Dans une cinquantaine d’années, c’est très certainement dans les toiles de Bigaud que l’on retrouvera l’Haïti de notre époque. Son oeuvre est une fresque magistrale et saisissante, une chronique savoureuse qui évoque tour à tour la campagne et la ville. C’est le témoignage attentif et sincère d’un artiste lucide qui regarde vivre en laissant vivre, qui nous raconte son pays, tantôt en paysan, tantôt en citadin, mais toujours en toute simplicité. Jamais, il ne cherche à atténuer la férocité des contrastes et inégalités qui sont monnaie courante en cette terre de soleil, de sourires et de soupirs.

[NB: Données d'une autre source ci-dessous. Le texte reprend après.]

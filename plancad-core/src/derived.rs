//! 派生实体：拉伸、旋转、扫掠、放样与布尔切除。
//!
//! 派生实体只保存源对象 ID 与操作参数，三维结果由 [`MeshBuilder`] 按需构建，
//! 缓存由文档持有，源对象变化时由文档统一失效。

use std::collections::{HashMap, HashSet};
use std::f64::consts::TAU;
use std::sync::Arc;

use serde::{Deserialize, Serialize};
use tracing::{debug, warn};

use crate::csg::BooleanEngine;
use crate::document::ObjectId;
use crate::entity::{Entity, PrimitiveRef};
use crate::geometry::{Point2, Point3};
use crate::mesh::{
    BuildError, Mesh, extrude_polygon, loft_profiles, revolve_profile, sweep_profile,
};

pub use crate::mesh::Bevel;

/// 扫掠路径每段 Catmull-Rom 细分数。
const SWEEP_SUBDIVISIONS: usize = 8;
/// 解析派生链时的最大深度。
const MAX_CHAIN_DEPTH: usize = 64;

#[derive(Debug, Clone, PartialEq, Serialize, Deserialize)]
pub struct Extrude {
    pub source: ObjectId,
    pub height: f64,
    #[serde(default)]
    pub bevel: Bevel,
}

#[derive(Debug, Clone, PartialEq, Serialize, Deserialize)]
pub struct Revolve {
    pub source: ObjectId,
    pub axis_start: Point2,
    pub axis_end: Point2,
    #[serde(default = "Revolve::full_turn")]
    pub angle: f64,
}

impl Revolve {
    pub fn full_turn() -> f64 {
        TAU
    }
}

#[derive(Debug, Clone, PartialEq, Serialize, Deserialize)]
pub struct Sweep {
    pub profile: ObjectId,
    pub path: ObjectId,
}

/// 放样。`heights` 为空时第 i 个截面位于 `i * loft_spacing`；
/// `samples` 为空时使用构建选项中的默认采样数。
#[derive(Debug, Clone, PartialEq, Serialize, Deserialize)]
pub struct Loft {
    pub profiles: Vec<ObjectId>,
    #[serde(default, skip_serializing_if = "Vec::is_empty")]
    pub heights: Vec<f64>,
    #[serde(default, skip_serializing_if = "Option::is_none")]
    pub samples: Option<usize>,
}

Bigaud, c’est une encyclopédie de la vie haïtienne. Tout est passé en revue:

  • la végétation tropicale, la faune, la culture des champs, le déboisement, la coumbite et le repas en commun;
  • la caille du paysan, les villages, les villes, la marchande d’oranges, de griots, le spéculateur en café, le boutiquier, le cireur de souliers;
  • les ravages du transistor en province, les installations électriques et hydrauliques dans les rues, dans les maisons;
  • les bienfaits du ventilateur électrique, du réfrigérateur à kérosène, de la lampe à gaz, les têtes bobêche et les lampes à huile;
  • la pêche, la chasse, la plage, l’étal du boucher, l’abattoir, le dispensaire, l’Église, les bars, les bals, les bagarres, l’hôpital, les bordels, les parties de dés, de cartes, les fêtes paroissiales;
  • le curé, le gendarme, le houngan, l’autorité, les protestants, les francs-maçons, les trembleurs, le humfort, les Témoins de Jéhova, l’initiation des hounsis, le baptême, la première communion, le mariage, le mariage gâté, le mariage en voiture, à pied, à cheval;
  • les lavandières, les tafiateurs, les amis, les bourgeois, les mendiants, les chiens, les avions, le port;
  • les ânes, le carnaval, le Palais National, les rues, la danse, les marchés, les jeux des enfants, les cabris, les tchoules, les maoulés;
  • la Fête-Dieu, la visite au Houngan, le débit de clairin, l’arrestation des voleurs, la veillée funèbre, l’enterrement, le chant du coq, la gaguère, le joueur de banjo, les souris et les rats;
  • les petits matins, la préparation de la cassave, les raras, les tambours et les vaccines;
  • la souffrance, la laideur, la misère, les richesses, la vanité et la vanité des choses, la beauté et la joie.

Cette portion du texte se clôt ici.